In turn, it became more than a word to fit in a headline: A scribe was corny, with a penchant for applying an emotional state to a team or individual to explain a result.

You can still see that style in the hundreds of places where sports writing can be found today, but a high percentage of the newer folks are analysts.

They can use graphs to explain most any result. We didn't have the time (newspaper deadlines) or the inclination (bar closing times) to mess with graphs.

When puzzled by a result, we went with the get-it-over fastball: Team A was "fired up.'' And when fully baffled, we would break out the Blyleven, 3-2 hook: fate.

Yes. Fate, sent from mysterious ozone celebrated today (Easter Sunday) by Christians around the world, would intervene to carry a team or individual to victory for its own splendid reasons.

This week, for 36 holes on the greensward (a scribe's word, for sure) of Augusta National, the truest example of sporting fate that I've witnessed in person will be celebrated by the patrons of the Masters.

Ben Crenshaw, 63, will take his final bow as a contestant in the tournament, and will be doing so on the 20th anniversary of his second Masters victory.

He won the first time in 1984 as a 32-year-old who could roll a putt as well as any golfer in the world.
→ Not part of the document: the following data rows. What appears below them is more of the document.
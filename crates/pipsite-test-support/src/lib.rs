//! Shared test harness utilities for pipsite crates.

use std::fs;
use std::path::{Path, PathBuf};
use std::sync::{Arc, Mutex};

use axum::extract::{Path as UrlPath, State};
use axum::http::header::AUTHORIZATION;
use axum::http::{HeaderMap, StatusCode};
use axum::routing::post;
use axum::{Json, Router};
use pipsite_config::{Config, LoadOptions};
use serde_json::{json, Value};
use tempfile::TempDir;

pub const ASSET_BASE: &str = "/assets/pip/";

pub const INDEX: &str = r#"[[pip]]
number = 1
slug = "pip-1"
title = "PIP Purpose and Guidelines"
author = "Core Team"
kind = "Process"
status = "Active"
created = "2018-06-21"

[[pip]]
number = 2
slug = "pip-2"
title = "Block Rewards"
status = "Draft"
"#;

pub const PIP_1: &str = "See resources/PIP-1-fig.png";

pub const PIP_2: &str = "# Block Rewards\n\n![chart](resources/PIP-2/chart.png)\n";

pub const RPC: &str = "# JSON-RPC API\n\n## getblock\n\nReturns a block.\n";

pub const PROJECTS: &str = r#"[[project]]
id = 1
title = "Wallet"
description = "A **desktop** wallet."

[[project]]
id = 2
title = "Explorer"
description = "Block explorer."
"#;

pub const WHITEPAPER: &str = r#"[[section]]
title = "Consensus"
icon = "fa-cubes"
content = "Proof of stake."
position = 2

[[section]]
title = "Introduction"
icon = "fa-book"
content = "Welcome."
position = 1
"#;

/// A site checkout in a temporary directory: a `.pipsite.toml`, a populated
/// `storage/` tree and a `var/` directory for contact and newsletter output.
pub struct SiteFixture {
    dir: TempDir,
}

impl SiteFixture {
    pub fn new() -> Self {
        let dir = TempDir::new().expect("tempdir");
        let fixture = Self { dir };

        fixture.write(
            ".pipsite.toml",
            &format!(
                r#"[server]
bind = "127.0.0.1:0"
site_name = "Test Site"

[storage]
root = "storage"

[pips]
asset_base = "{ASSET_BASE}"

[contact]
log = "var/contacts.jsonl"
outbox = "var/outbox"
notify = "team@example.org"

[newsletter]
list_file = "var/newsletter.jsonl"
"#
            ),
        );
        fixture.write("storage/PIP/index.toml", INDEX);
        fixture.write("storage/PIP/pip-1.md", PIP_1);
        fixture.write("storage/PIP/pip-2.md", PIP_2);
        fixture.write("storage/RPC.md", RPC);
        fixture.write("storage/projects.toml", PROJECTS);
        fixture.write("storage/whitepaper.toml", WHITEPAPER);
        fixture
    }

    pub fn root(&self) -> &Path {
        self.dir.path()
    }

    pub fn storage(&self) -> PathBuf {
        self.root().join("storage")
    }

    /// Write `contents` to `relative`, creating parent directories.
    pub fn write(&self, relative: &str, contents: &str) {
        let path = self.root().join(relative);
        if let Some(parent) = path.parent() {
            fs::create_dir_all(parent).expect("create parent directory");
        }
        fs::write(&path, contents).expect("write fixture file");
    }

    pub fn remove(&self, relative: &str) {
        fs::remove_file(self.root().join(relative)).expect("remove fixture file");
    }

    pub fn read(&self, relative: &str) -> String {
        fs::read_to_string(self.root().join(relative)).expect("read fixture file")
    }

    /// Configuration resolved from the fixture's `.pipsite.toml`.
    pub fn config(&self) -> Config {
        Config::load(LoadOptions::default().with_working_dir(self.root())).expect("load config")
    }
}

impl Default for SiteFixture {
    fn default() -> Self {
        Self::new()
    }
}

type RecordedRequests = Arc<Mutex<Vec<Value>>>;

/// Local stand-in for the Mailchimp members endpoint.
///
/// The answer depends on the subscribed address: `member@...` gets the
/// "Member Exists" problem, `broken@...` a 500, anything else is accepted.
pub struct FakeMailchimp {
    base_url: String,
    requests: RecordedRequests,
}

impl FakeMailchimp {
    pub async fn start() -> Self {
        let requests = RecordedRequests::default();
        let app = Router::new()
            .route("/3.0/lists/:list_id/members", post(members))
            .with_state(Arc::clone(&requests));
        let listener = tokio::net::TcpListener::bind("127.0.0.1:0")
            .await
            .expect("bind fake mailchimp");
        let addr = listener.local_addr().expect("local addr");
        tokio::spawn(async move { axum::serve(listener, app).await.expect("serve fake mailchimp") });
        Self {
            base_url: format!("http://{addr}"),
            requests,
        }
    }

    pub fn base_url(&self) -> &str {
        &self.base_url
    }

    /// Requests received so far, as `{list_id, authorized, body}`.
    pub fn requests(&self) -> Vec<Value> {
        self.requests.lock().expect("requests lock").clone()
    }
}

async fn members(
    State(requests): State<RecordedRequests>,
    UrlPath(list_id): UrlPath<String>,
    headers: HeaderMap,
    Json(body): Json<Value>,
) -> (StatusCode, Json<Value>) {
    let authorized = headers
        .get(AUTHORIZATION)
        .and_then(|value| value.to_str().ok())
        .is_some_and(|value| value.starts_with("Basic "));
    let email = body["email_address"].as_str().unwrap_or_default().to_owned();
    requests
        .lock()
        .expect("requests lock")
        .push(json!({ "list_id": list_id, "authorized": authorized, "body": body }));

    if email.starts_with("member@") {
        (
            StatusCode::BAD_REQUEST,
            Json(json!({
                "title": "Member Exists",
                "detail": format!("{email} is already a list member."),
            })),
        )
    } else if email.starts_with("broken@") {
        (
            StatusCode::INTERNAL_SERVER_ERROR,
            Json(json!({ "title": "Internal Server Error", "detail": "try again" })),
        )
    } else {
        (
            StatusCode::OK,
            Json(json!({ "email_address": email, "status": "subscribed" })),
        )
    }
}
He won the second time in 1995 as a 43-year-old and for no conceivable reason other than the fact his mentor, Harvey Penick, the man who gave Ben his first golf lesson as a 7-year-old, had died that week and Crenshaw was a pallbearer at the funeral.

Yes, ma'am. Playing mediocre before that, playing awful ever since, Crenshaw worked the handles at Harvey's funeral on Wednesday and won at Augusta on Sunday.

It was fate. This scribe has no doubt.